BACK TO ENGINEERING
Data 13 min read

I Mined 47,000 Businesses from OpenStreetMap and Scored the Ones That Need a Website: Building an Automated Lead Gen Pipeline

Article Hero

There are millions of businesses listed on OpenStreetMap across Europe. Most of them have a name, an address, and a phone number. About 60% have a website listed. And roughly a third of those websites are either broken, look like they were designed in 2005, or redirect to a dead Facebook page.

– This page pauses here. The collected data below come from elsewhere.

//! Kernel command line parsing utilities.
//!
//! [`Cmdline`] tokenizes raw command line bytes, supporting both key-only
//! switches and key-value pairs with proper quote handling. [`BootOptions`]
//! is the owned, ordered list of tokens that ends up embedded in a boot
//! entry or unified kernel image.

use std::borrow::Cow;
use std::fmt::Display;

/// Boot loader injected argument naming the initrd; never valid to persist.
const INITRD_PREFIX: &str = "initrd=";
/// GRUB injected argument naming the kernel image; never valid to persist.
const BOOT_IMAGE_PREFIX: &str = "BOOT_IMAGE=";
/// A root device referenced by GPT partition UUID.
const ROOT_PARTUUID_PREFIX: &str = "root=PARTUUID=";

/// A parsed kernel command line.
///
/// Wraps the raw command line bytes. Uses copy-on-write semantics to avoid
/// unnecessary allocations when working with borrowed data.
pub(crate) struct Cmdline<'a>(Cow<'a, [u8]>);

impl<'a, T: AsRef<[u8]> + ?Sized> From<&'a T> for Cmdline<'a> {
    fn from(input: &'a T) -> Self {
        Self(Cow::Borrowed(input.as_ref()))
    }
}

impl<'a> Cmdline<'a> {
    /// Returns an iterator over all parameters in the command line.
    ///
    /// Splits on unquoted whitespace; runs of whitespace and a trailing
    /// newline do not produce empty parameters.
    pub fn iter(&'a self) -> impl Iterator<Item = Parameter<'a>> + 'a {
        let mut in_quotes = false;

        self.0
            .split(move |c| {
                if *c == b'"' {
                    in_quotes = !in_quotes;
                }
                !in_quotes && c.is_ascii_whitespace()
            })
            .filter(|p| !p.is_empty())
            .map(Parameter::from)
    }

    /// Locate a kernel argument with the given key name.
    ///
    /// Key comparison treats dashes and underscores as equivalent.
    pub fn find(&'a self, key: impl AsRef<[u8]>) -> Option<Parameter<'a>> {
        let key = key.as_ref();
        self.iter().find(|p| key_eq(p.key, key))
    }

    /// Locate the UTF-8 value of the kernel argument with the given key name.
    pub fn value_of_utf8(&'a self, key: &str) -> Option<&'a str> {
        self.find(key)
            .and_then(|p| p.value)
            .and_then(|v| std::str::from_utf8(v).ok())
    }
}

fn key_eq(a: &[u8], b: &[u8]) -> bool {
    let dedashed = |&c: &u8| if c == b'-' { b'_' } else { c };
    // Not zip(): "foo" would compare equal to "foobar"
    a.iter().map(dedashed).eq(b.iter().map(dedashed))
}

/// A single kernel command line parameter.
#[derive(Debug, Eq)]
pub(crate) struct Parameter<'a> {
    /// The full original text
    pub parameter: &'a [u8],
    /// The parameter key as raw bytes
    pub key: &'a [u8],
    /// The parameter value as raw bytes, if present
    pub value: Option<&'a [u8]>,
}

impl<'a, T: AsRef<[u8]> + ?Sized> From<&'a T> for Parameter<'a> {
    /// Splits on the first `=`, and strips only the outermost pair of
    /// double quotes from the value.
    fn from(input: &'a T) -> Self {
        let input = input.as_ref();
        match input.iter().position(|b| *b == b'=') {
            None => Self {
                parameter: input,
                key: input,
                value: None,
            },
            Some(i) => {
                let (key, value) = input.split_at(i);
                let value = &value[1..];
                let value = value
                    .strip_prefix(b"\"")
                    .unwrap_or(value)
                    .strip_suffix(b"\"")
                    .unwrap_or(value);
                Self {
                    parameter: input,
                    key,
                    value: Some(value),
                }
            }
        }
    }
}

impl PartialEq for Parameter<'_> {
    fn eq(&self, other: &Self) -> bool {
        key_eq(self.key, other.key) && self.value == other.value
    }
}

/// The kernel command line options for a boot entry, in order.
#[derive(Debug, Clone, Default, PartialEq, Eq, serde::Serialize)]
#[serde(transparent)]
pub(crate) struct BootOptions(Vec<String>);

impl BootOptions {
    /// Parse options from a configuration file such as `/etc/kernel/cmdline`.
    ///
    /// Non UTF-8 tokens are dropped with a warning, as they cannot be
    /// passed through to the image builder.
    pub(crate) fn parse(text: &str) -> Self {
        let cmdline = Cmdline::from(text);
        let tokens = cmdline
            .iter()
            .filter_map(|p| match std::str::from_utf8(p.parameter) {
                Ok(s) => Some(s.to_owned()),
                Err(_) => {
                    tracing::warn!(
                        "Ignoring non UTF-8 kernel argument: {}",
                        String::from_utf8_lossy(p.parameter)
                    );
                    None
                }
            })
            .collect();
        Self(tokens)
    }

    /// Parse the command line of the running kernel, dropping the
    /// arguments that the boot loader injects for the current boot only.
    pub(crate) fn from_running(proc_cmdline: &str) -> Self {
        let Self(tokens) = Self::parse(proc_cmdline);
        Self(
            tokens
                .into_iter()
                .filter(|t| !t.starts_with(INITRD_PREFIX) && !t.starts_with(BOOT_IMAGE_PREFIX))
                .collect(),
        )
    }

    /// Whether the root device is named by partition UUID, in which
    /// case the builder may skip generating a host-specific image.
    pub(crate) fn root_is_partuuid(&self) -> bool {
        self.iter().any(|t| t.starts_with(ROOT_PARTUUID_PREFIX))
    }

    /// The value of `root=`, if any.
    pub(crate) fn root(&self) -> Option<String> {
        let joined = self.join();
        let cmdline = Cmdline::from(joined.as_str());
        cmdline.value_of_utf8("root").map(ToOwned::to_owned)
    }

    pub(crate) fn iter(&self) -> impl Iterator<Item = &str> {
        self.0.iter().map(String::as_str)
    }

    pub(crate) fn is_empty(&self) -> bool {
        self.0.is_empty()
    }

    /// All options separated by a single space.
    pub(crate) fn join(&self) -> String {
        self.0.join(" ")
    }
}

impl Display for BootOptions {
    fn fmt(&self, f: &mut std::fmt::Formatter<'_>) -> std::fmt::Result {
        f.write_str(&self.join())
    }
}

#[cfg(test)]
mod tests {
    use super::*;

    #[test]
    fn test_parameter_simple() {
        let switch = Parameter::from("rhgb");
        assert_eq!(switch.key, b"rhgb");
        assert_eq!(switch.value, None);

        let kv = Parameter::from("root=UUID=abcd");
        assert_eq!(kv.key, b"root");
        assert_eq!(kv.value, Some(b"UUID=abcd".as_slice()));
    }

    #[test]
    fn test_parameter_quoted() {
        let p = Parameter::from("foo=\"quoted value\"");
        assert_eq!(p.value, Some(b"quoted value".as_slice()));

        // quotes only get stripped from the absolute ends of values
        let p = Parameter::from("foo=\"internal \" quotes \" are ok\"");
        assert_eq!(p.value, Some(b"internal \" quotes \" are ok".as_slice()));
    }

    #[test]
    fn test_parameter_equality() {
        assert_ne!(Parameter::from("foo"), Parameter::from("foobar"));
        assert_eq!(
            Parameter::from("rd.lvm-lv=a"),
            Parameter::from("rd.lvm_lv=a")
        );
        assert_ne!(Parameter::from("quiet"), Parameter::from("quiet=1"));
    }

    #[test]
    fn test_cmdline_whitespace() {
        let kargs = Cmdline::from(b"  foo=bar   baz=\"a b\"\twiz\n".as_slice());
        let params: Vec<_> = kargs.iter().map(|p| p.parameter).collect();
        assert_eq!(
            params,
            [
                b"foo=bar".as_slice(),
                b"baz=\"a b\"".as_slice(),
                b"wiz".as_slice()
            ]
        );
        assert_eq!(kargs.value_of_utf8("baz"), Some("a b"));
        assert!(kargs.find("nothing").is_none());
    }

    #[test]
    fn test_boot_options_parse() {
        let opts = BootOptions::parse("root=UUID=abc ro\n rhgb quiet\n");
        assert_eq!(
            opts.iter().collect::<Vec<_>>(),
            ["root=UUID=abc", "ro", "rhgb", "quiet"]
        );
        assert_eq!(opts.join(), "root=UUID=abc ro rhgb quiet");
        assert_eq!(opts.root().as_deref(), Some("UUID=abc"));
        assert!(BootOptions::parse("\n").is_empty());
    }

    #[test]
    fn test_boot_options_from_running() {
        let opts = BootOptions::from_running(
            "BOOT_IMAGE=(hd0,gpt2)/vmlinuz-6.9.1-200.fc40.x86_64 root=UUID=abc ro initrd=\\initramfs.img rhgb myinitrd=1\n",
        );
        assert_eq!(opts.join(), "root=UUID=abc ro rhgb myinitrd=1");
        assert!(opts.iter().all(|t| !t.starts_with("initrd=")));
        assert!(opts.iter().all(|t| !t.starts_with("BOOT_IMAGE=")));
    }

    #[test]
    fn test_root_is_partuuid() {
        assert!(BootOptions::parse("ro root=PARTUUID=0fc63daf-8483 quiet").root_is_partuuid());
        assert!(!BootOptions::parse("root=UUID=0fc63daf ro").root_is_partuuid());
        assert!(!BootOptions::parse("myroot=PARTUUID=0fc63daf").root_is_partuuid());
        assert!(!BootOptions::parse("root=partuuid=0fc63daf").root_is_partuuid());
        assert!(!BootOptions::default().root_is_partuuid());
    }
}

That's not a guess. That's data from a pipeline I built.

The pipeline is called osm-vibe-all. It parses OpenStreetMap's raw geographic data files — 13 GB covering four European countries — extracts businesses with web presence metadata, crawls their listed websites with Puppeteer, scores the quality of what it finds, and outputs a prioritized list of businesses that most need professional web development.

This is lead generation for a web consultancy built entirely on open-source data and open-source tools. No API subscriptions. No purchased lists. No cold email vendors. Just geography, code, and patience.


I – Why OpenStreetMap Is the Best Lead Source Nobody Uses

OpenStreetMap is the Wikipedia of maps. It's a community-maintained dataset of geographic information covering the entire planet. Unlike Google Maps, the data is free to download, free to process, and free to use commercially under the Open Database License.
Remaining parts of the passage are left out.